I remember reading about this proof, when I first learned about Galois theory years ago. Then, it seemed very awkward and hard. But then again, I lacked the background that allowed me now to grasp all the details of the theory. All of a sudden, the proof doesn’t seem hard anymore, much the contrary. But of course, I have been messing around with the details so thoroughly, so I can’t blame you, if you don’t agree with me on my notion of elegance here. As always, either you don’t get the proof at all, or you consider it trivial. There is pretty much no room for anything in between.
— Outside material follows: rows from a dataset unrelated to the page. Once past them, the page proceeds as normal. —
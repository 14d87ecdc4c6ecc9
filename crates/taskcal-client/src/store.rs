//! JSON file-backed local entity store.

use std::collections::BTreeMap;
use std::fs;
use std::path::{Path, PathBuf};

use parking_lot::Mutex;
use serde::Serialize;
use serde::de::DeserializeOwned;
use taskcal_core::{Entity, EntityId, EntityStore, StoreError, StoreResult};
use tracing::debug;

/// Entity store persisting one JSON array per file.
///
/// The file is read on first access and rewritten atomically after every
/// mutation.
#[derive(Debug)]
pub struct JsonFileStore<T> {
    path: PathBuf,
    entities: Mutex<Option<BTreeMap<EntityId, T>>>,
}

impl<T> JsonFileStore<T>
where
    T: Entity + Serialize + DeserializeOwned,
{
    /// Creates a store backed by the file at `path`.
    pub fn new(path: impl Into<PathBuf>) -> Self {
        Self {
            path: path.into(),
            entities: Mutex::new(None),
        }
    }

    /// Returns the backing file path.
    pub fn path(&self) -> &Path {
        &self.path
    }

    fn load(&self) -> StoreResult<BTreeMap<EntityId, T>> {
        if !self.path.exists() {
            return Ok(BTreeMap::new());
        }
        let content = fs::read_to_string(&self.path)?;
        if content.trim().is_empty() {
            return Ok(BTreeMap::new());
        }
        let items: Vec<T> = serde_json::from_str(&content).map_err(|e| {
            StoreError::Corrupt(format!("{}: {}", self.path.display(), e))
        })?;
        debug!(path = %self.path.display(), count = items.len(), "loaded entities");
        Ok(items.into_iter().map(|e| (e.id().clone(), e)).collect())
    }

    fn save(&self, entities: &BTreeMap<EntityId, T>) -> StoreResult<()> {
        if let Some(parent) = self.path.parent() {
            fs::create_dir_all(parent)?;
        }
        let items: Vec<&T> = entities.values().collect();
        let content = serde_json::to_string_pretty(&items)
            .map_err(|e| StoreError::Corrupt(format!("failed to serialize entities: {}", e)))?;

        let temp_path = self.path.with_extension("json.tmp");
        fs::write(&temp_path, content)?;
        fs::rename(&temp_path, &self.path)?;

        #[cfg(unix)]
        {
            use std::os::unix::fs::PermissionsExt;
            let _ = fs::set_permissions(&self.path, fs::Permissions::from_mode(0o600));
        }
        Ok(())
    }

    fn read<R>(&self, f: impl FnOnce(&BTreeMap<EntityId, T>) -> R) -> StoreResult<R> {
        let mut guard = self.entities.lock();
        if guard.is_none() {
            *guard = Some(self.load()?);
        }
        match guard.as_ref() {
            Some(entities) => Ok(f(entities)),
            None => Err(StoreError::Corrupt("store not loaded".to_string())),
        }
    }

    fn write<R>(&self, f: impl FnOnce(&mut BTreeMap<EntityId, T>) -> R) -> StoreResult<R> {
        let mut guard = self.entities.lock();
        if guard.is_none() {
            *guard = Some(self.load()?);
        }
        let Some(entities) = guard.as_mut() else {
            return Err(StoreError::Corrupt("store not loaded".to_string()));
        };
        let result = f(entities);
        self.save(entities)?;
        Ok(result)
    }
}

impl<T> EntityStore<T> for JsonFileStore<T>
where
    T: Entity + Serialize + DeserializeOwned,
{
    fn list(&self, collection: Option<&str>) -> StoreResult<Vec<T>> {
        self.read(|entities| {
            entities
                .values()
                .filter(|e| collection.is_none() || e.collection() == collection)
                .cloned()
                .collect()
        })
    }

    fn get(&self, id: &EntityId) -> StoreResult<Option<T>> {
        self.read(|entities| entities.get(id).cloned())
    }

    fn put(&self, entity: T) -> StoreResult<()> {
        self.write(|entities| {
            entities.insert(entity.id().clone(), entity);
        })
    }

    fn remove(&self, id: &EntityId) -> StoreResult<bool> {
        self.write(|entities| entities.remove(id).is_some())
    }

    fn rename(&self, from: &EntityId, to: EntityId) -> StoreResult<()> {
        self.write(|entities| match entities.remove(from) {
            Some(mut entity) => {
                entity.set_id(to.clone());
                entities.insert(to, entity);
                Ok(())
            }
            None => Err(StoreError::NotFound(from.clone())),
        })?
    }
}

#[cfg(test)]
mod tests {
    use super::*;
    use taskcal_core::{Provider, Task};

    #[test]
    fn entities_survive_reopen() {
        let tmp = tempfile::tempdir().unwrap();
        let path = tmp.path().join("tasks.json");

        let store = JsonFileStore::<Task>::new(&path);
        store.put(Task::new("a", "Write report").with_list("Work")).unwrap();
        store.put(Task::new("b", "Buy milk")).unwrap();

        let reopened = JsonFileStore::<Task>::new(&path);
        assert_eq!(reopened.list(None).unwrap().len(), 2);
        assert_eq!(reopened.list(Some("Work")).unwrap().len(), 1);
        assert_eq!(
            reopened.get(&EntityId::from("b")).unwrap().map(|t| t.title),
            Some("Buy milk".to_string())
        );
    }

    #[test]
    fn rename_moves_to_tagged_id() {
        let tmp = tempfile::tempdir().unwrap();
        let store = JsonFileStore::<Task>::new(tmp.path().join("tasks.json"));
        store.put(Task::new("a", "Draft")).unwrap();

        let tagged = EntityId::remote(Provider::Google, "r1");
        store.rename(&EntityId::from("a"), tagged.clone()).unwrap();

        assert!(store.get(&EntityId::from("a")).unwrap().is_none());
        let task = store.get(&tagged).unwrap().unwrap();
        assert_eq!(task.id, tagged);

        let missing = store.rename(&EntityId::from("zz"), EntityId::from("yy"));
        assert!(matches!(missing, Err(StoreError::NotFound(_))));
    }

    #[test]
    fn remove_reports_existence() {
        let tmp = tempfile::tempdir().unwrap();
        let store = JsonFileStore::<Task>::new(tmp.path().join("tasks.json"));
        store.put(Task::new("a", "x")).unwrap();
        assert!(store.remove(&EntityId::from("a")).unwrap());
        assert!(!store.remove(&EntityId::from("a")).unwrap());
    }

    #[test]
    fn corrupt_file_is_reported() {
        let tmp = tempfile::tempdir().unwrap();
        let path = tmp.path().join("tasks.json");
        std::fs::write(&path, "{not json").unwrap();
        let store = JsonFileStore::<Task>::new(&path);
        assert!(matches!(store.list(None), Err(StoreError::Corrupt(_))));
    }

    #[cfg(unix)]
    #[test]
    fn file_is_private() {
        use std::os::unix::fs::PermissionsExt;

        let tmp = tempfile::tempdir().unwrap();
        let path = tmp.path().join("tasks.json");
        let store = JsonFileStore::<Task>::new(&path);
        store.put(Task::new("a", "x")).unwrap();
        let mode = std::fs::metadata(&path).unwrap().permissions().mode();
        assert_eq!(mode & 0o777, 0o600);
    }
}
//! Interactive authorization sessions.
//!
//! A consent window (browser tab, popup, embedded view) eventually reports one
//! of two terminal messages back to the opener: success with an authorization
//! code, or an error. [`AuthorizationSession`] models the opener side as a
//! pending request with three guards that are retired together:
//!
//! - a single-fulfilment guard, so a message delivered twice for the same
//!   session only ever completes it once;
//! - a liveness poll that notices the window being closed without a message;
//! - a wall-clock timeout.
//!
//! Messages whose origin differs from the redirect URI's origin are ignored.

use std::sync::Arc;
use std::sync::atomic::{AtomicBool, Ordering};
use std::time::Duration;

use base64::Engine;
use base64::engine::general_purpose::URL_SAFE_NO_PAD;
use parking_lot::Mutex;
use rand::Rng as _;
use serde::{Deserialize, Serialize};
use tokio::sync::oneshot;
use tracing::{debug, info, warn};
use url::{Origin, Url};

use crate::error::{ProviderError, ProviderResult};
use crate::provider::BoxFuture;

/// How often the consent window is checked for having been closed.
pub const WINDOW_POLL_INTERVAL: Duration = Duration::from_millis(500);

/// How long the user has to finish the consent flow.
pub const AUTHORIZATION_TIMEOUT: Duration = Duration::from_secs(300);

/// Length in bytes of the random CSRF state, before encoding.
const STATE_LENGTH: usize = 16;

/// A message posted by the consent window's callback page.
#[derive(Debug, Clone, PartialEq, Eq, Serialize, Deserialize)]
#[serde(tag = "type")]
pub enum AuthMessage {
    /// The user granted consent.
    #[serde(rename = "OAUTH_SUCCESS")]
    Success {
        /// The authorization code.
        code: String,
    },
    /// The provider reported an error.
    #[serde(rename = "OAUTH_ERROR", rename_all = "camelCase")]
    Error {
        /// Error code, e.g. `access_denied`.
        error: String,
        /// Human-readable description.
        #[serde(default)]
        error_description: Option<String>,
    },
}

/// Outcome of delivering a message to a pending session.
#[derive(Debug, Clone, Copy, PartialEq, Eq)]
pub enum Delivery {
    /// The message completed the session.
    Accepted,
    /// The sender's origin does not match.
    WrongOrigin,
    /// The session was already completed or retired.
    AlreadyFulfilled,
}

/// A window showing the provider's consent page.
pub trait ConsentWindow: Send + Sync {
    /// Returns true once the window is gone without the session completing.
    fn is_closed(&self) -> bool;
}

/// Opens consent windows.
pub trait ConsentLauncher: Send + Sync {
    /// Opens `url` and arranges for the callback page to deliver its terminal
    /// message to `pending`.
    fn launch(
        &self,
        url: Url,
        pending: Arc<PendingAuthorization>,
    ) -> BoxFuture<'_, ProviderResult<Box<dyn ConsentWindow>>>;
}

/// The listening side of an authorization session.
///
/// Shared with whatever receives callback messages; delivery is safe from any
/// task.
#[derive(Debug)]
pub struct PendingAuthorization {
    expected_origin: Origin,
    redirect_uri: Url,
    state: String,
    fulfilled: AtomicBool,
    sender: Mutex<Option<oneshot::Sender<AuthMessage>>>,
}

impl PendingAuthorization {
    /// Returns the redirect URI the provider sends the user back to.
    pub fn redirect_uri(&self) -> &Url {
        &self.redirect_uri
    }

    /// Returns the CSRF state carried through the provider round-trip.
    pub fn state(&self) -> &str {
        &self.state
    }

    /// Returns true once a terminal message has been accepted or the session
    /// was retired.
    pub fn is_fulfilled(&self) -> bool {
        self.fulfilled.load(Ordering::SeqCst)
    }

    /// Delivers a message sent from `origin`.
    pub fn deliver(&self, origin: &Origin, message: AuthMessage) -> Delivery {
        if *origin != self.expected_origin {
            warn!(
                origin = %origin.ascii_serialization(),
                "ignoring authorization message from foreign origin"
            );
            return Delivery::WrongOrigin;
        }

        if self.fulfilled.swap(true, Ordering::SeqCst) {
            debug!("ignoring duplicate authorization message");
            return Delivery::AlreadyFulfilled;
        }

        if let Some(sender) = self.sender.lock().take() {
            let _ = sender.send(message);
        }
        Delivery::Accepted
    }

    fn retire(&self) {
        self.fulfilled.store(true, Ordering::SeqCst);
        self.sender.lock().take();
    }
}

/// An in-flight authorization request awaiting its terminal message.
#[derive(Debug)]
pub struct AuthorizationSession {
    pending: Arc<PendingAuthorization>,
    receiver: oneshot::Receiver<AuthMessage>,
    poll_interval: Duration,
    timeout: Duration,
}

impl AuthorizationSession {
    /// Creates a session for the given redirect URI with a fresh random state.
    pub fn new(redirect_uri: Url) -> Self {
        Self::with_state(redirect_uri, generate_state())
    }

    /// Creates a session with an explicit state value.
    pub fn with_state(redirect_uri: Url, state: impl Into<String>) -> Self {
        let (sender, receiver) = oneshot::channel();
        let pending = PendingAuthorization {
            expected_origin: redirect_uri.origin(),
            redirect_uri,
            state: state.into(),
            fulfilled: AtomicBool::new(false),
            sender: Mutex::new(Some(sender)),
        };
        Self {
            pending: Arc::new(pending),
            receiver,
            poll_interval: WINDOW_POLL_INTERVAL,
            timeout: AUTHORIZATION_TIMEOUT,
        }
    }

    /// Builder method to override the poll interval and timeout.
    pub fn with_timing(mut self, poll_interval: Duration, timeout: Duration) -> Self {
        self.poll_interval = poll_interval;
        self.timeout = timeout;
        self
    }

    /// Returns the listening side, to be handed to the consent window.
    pub fn pending(&self) -> Arc<PendingAuthorization> {
        Arc::clone(&self.pending)
    }

    /// Waits for the terminal message and returns the authorization code.
    ///
    /// # Errors
    ///
    /// - `UserCancelled` if the window closes without a message
    /// - `AuthExpired` if nothing arrives before the timeout
    /// - `AuthenticationFailed` if the provider reported an error
    pub async fn wait(self, window: &dyn ConsentWindow) -> ProviderResult<String> {
        let Self {
            pending,
            mut receiver,
            poll_interval,
            timeout,
        } = self;

        let deadline = tokio::time::sleep(timeout);
        tokio::pin!(deadline);
        let mut poll = tokio::time::interval(poll_interval);
        poll.set_missed_tick_behavior(tokio::time::MissedTickBehavior::Delay);

        let outcome = loop {
            tokio::select! {
                message = &mut receiver => {
                    break match message {
                        Ok(message) => Ok(message),
                        Err(_) => Err(ProviderError::internal("authorization listener dropped")),
                    };
                }
                _ = poll.tick() => {
                    if window.is_closed() && !pending.is_fulfilled() {
                        info!("consent window closed before completing");
                        break Err(ProviderError::user_cancelled(
                            "authorization window was closed",
                        ));
                    }
                }
                _ = &mut deadline => {
                    warn!("authorization timed out after {:?}", timeout);
                    break Err(ProviderError::auth_expired("authorization timed out"));
                }
            }
        };

        // Retire every guard regardless of which one fired
        pending.retire();

        match outcome? {
            AuthMessage::Success { code } => Ok(code),
            AuthMessage::Error {
                error,
                error_description,
            } => {
                let detail = error_description.unwrap_or_default();
                if error == "access_denied" {
                    Err(ProviderError::user_cancelled(format!(
                        "consent denied: {}",
                        detail
                    )))
                } else {
                    Err(ProviderError::authentication(format!(
                        "authorization failed: {} {}",
                        error, detail
                    )))
                }
            }
        }
    }
}

/// Generates a random URL-safe state string for CSRF protection.
pub fn generate_state() -> String {
    let mut rng = rand::rng();
    let bytes: Vec<u8> = (0..STATE_LENGTH).map(|_| rng.random()).collect();
    URL_SAFE_NO_PAD.encode(&bytes)
}

#[cfg(test)]
mod tests {
    use super::*;
    use crate::error::ProviderErrorCode;

    struct FakeWindow {
        closed: AtomicBool,
    }

    impl FakeWindow {
        fn open() -> Self {
            Self {
                closed: AtomicBool::new(false),
            }
        }
    }

    impl ConsentWindow for FakeWindow {
        fn is_closed(&self) -> bool {
            self.closed.load(Ordering::SeqCst)
        }
    }

    fn redirect() -> Url {
        Url::parse("http://127.0.0.1:8976/callback").unwrap()
    }

    fn success(code: &str) -> AuthMessage {
        AuthMessage::Success {
            code: code.to_string(),
        }
    }

    #[tokio::test]
    async fn success_message_yields_code() {
        let session = AuthorizationSession::new(redirect());
        let pending = session.pending();
        let origin = redirect().origin();
        assert_eq!(pending.deliver(&origin, success("abc")), Delivery::Accepted);

        let code = session.wait(&FakeWindow::open()).await.unwrap();
        assert_eq!(code, "abc");
    }

    #[tokio::test]
    async fn duplicate_message_is_rejected() {
        let session = AuthorizationSession::new(redirect());
        let pending = session.pending();
        let origin = redirect().origin();

        assert_eq!(pending.deliver(&origin, success("abc")), Delivery::Accepted);
        assert_eq!(
            pending.deliver(&origin, success("abc")),
            Delivery::AlreadyFulfilled
        );
        assert!(session.wait(&FakeWindow::open()).await.is_ok());
    }

    #[tokio::test]
    async fn foreign_origin_is_ignored() {
        let session = AuthorizationSession::new(redirect())
            .with_timing(Duration::from_millis(10), Duration::from_millis(50));
        let pending = session.pending();
        let evil = Url::parse("https://evil.example").unwrap().origin();

        assert_eq!(pending.deliver(&evil, success("x")), Delivery::WrongOrigin);
        assert!(!pending.is_fulfilled());

        let err = session.wait(&FakeWindow::open()).await.unwrap_err();
        assert_eq!(err.code(), ProviderErrorCode::AuthExpired);
    }

    #[tokio::test(start_paused = true)]
    async fn closed_window_cancels() {
        let session = AuthorizationSession::new(redirect());
        let pending = session.pending();
        let window = FakeWindow::open();
        window.closed.store(true, Ordering::SeqCst);

        let err = session.wait(&window).await.unwrap_err();
        assert_eq!(err.code(), ProviderErrorCode::UserCancelled);
        // Guards are retired; late messages no longer land
        assert_eq!(
            pending.deliver(&redirect().origin(), success("late")),
            Delivery::AlreadyFulfilled
        );
    }

    #[tokio::test(start_paused = true)]
    async fn times_out_after_five_minutes() {
        let session = AuthorizationSession::new(redirect());
        let started = tokio::time::Instant::now();
        let err = session.wait(&FakeWindow::open()).await.unwrap_err();
        assert_eq!(err.code(), ProviderErrorCode::AuthExpired);
        assert!(started.elapsed() >= AUTHORIZATION_TIMEOUT);
    }

    #[tokio::test]
    async fn error_message_fails_authentication() {
        let session = AuthorizationSession::new(redirect());
        session.pending().deliver(
            &redirect().origin(),
            AuthMessage::Error {
                error: "invalid_scope".to_string(),
                error_description: Some("bad scope".to_string()),
            },
        );
        let err = session.wait(&FakeWindow::open()).await.unwrap_err();
        assert_eq!(err.code(), ProviderErrorCode::AuthenticationFailed);
        assert!(err.message().contains("bad scope"));
    }

    #[test]
    fn message_wire_shape() {
        let json = serde_json::to_value(AuthMessage::Error {
            error: "access_denied".to_string(),
            error_description: None,
        })
        .unwrap();
        assert_eq!(json["type"], "OAUTH_ERROR");
        assert_eq!(json["error"], "access_denied");

        let parsed: AuthMessage =
            serde_json::from_str(r#"{"type":"OAUTH_SUCCESS","code":"4/abc"}"#).unwrap();
        assert_eq!(parsed, success("4/abc"));
    }

    #[test]
    fn state_is_random() {
        let a = generate_state();
        let b = generate_state();
        assert_ne!(a, b);
        // 16 bytes base64url without padding
        assert_eq!(a.len(), 22);
    }
}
The Fundamental Theorem of Algebra says that any polynomial $p(x):=x^n+a_{n-1}x^{n-1}+\cdots+a_1x+a_0$, where $a_i\in\mathbb{C}$ and $n>0$, has some root $\alpha\in\mathbb{C}$, which means $p(\alpha)=0$. One says: $\mathbb{C}$ is algebraically closed. The theorem is wrong for the real numbers, because the polynomial $x^2+1$ doesn’t have any zeroes in $\mathbb{R}$.

The shortest proof that I know of comes from complex analysis. Suppose the theorem is wrong, then $\frac{1}{p}$ is a holomorphic function (because $p$ is, and $p$ doesn’t vanish anywhere by assumption). Besides, $p$ is bounded, because it can’t approach $0$ too closely (because of continuity). Then Liouville’s theorem says $p$ is constant. Thus, $n=0$ – contradiction. q.e.d.

Now, we’ll have a look at the Galois theory proof. I can’t give an exhausting account on the theorems you’d need to prove first, I’ll just focus on the elegant part of the thing here. The idea isn’t mine anyway, we have to bow to Artin for getting these nice ideas. The presentation of the following proof is relying on chapter 8 of the book “Galois theory” by David Cox. I can’t recommend this book strong enough to any beginner in Galois theory.

It will be enough to prove that any polynomial $f\in\mathbb{R}[x]$ splits completely over $\mathbb{C}$ (because for given complex polynomials $p$, you can consider the real polynomial $f:=p\overline{p}$). There is a splitting field $L\supset\mathbb{R}$ of $f$, this field extension is separable because we’re dealing with characteristic $0$. Since any splitting field is a normal field extension, we have a Galois extension. This is about the nicest kind of field extension I have ever met – the entire theory builds on the nice properties of these extensions. In particular, the group of automorphisms of this field extension $G=\mathrm{Gal}(L/\mathbb{R})$ has as many elements as the vector-space-dimension of $L$ over $\mathbb{R}$. Now, let’s look at the subgroup $H\subset G$, which shall be $\{\mathrm{id}\}$ if $G$ is odd, and which shall be a Sylow-$2$-group if $G$ is even.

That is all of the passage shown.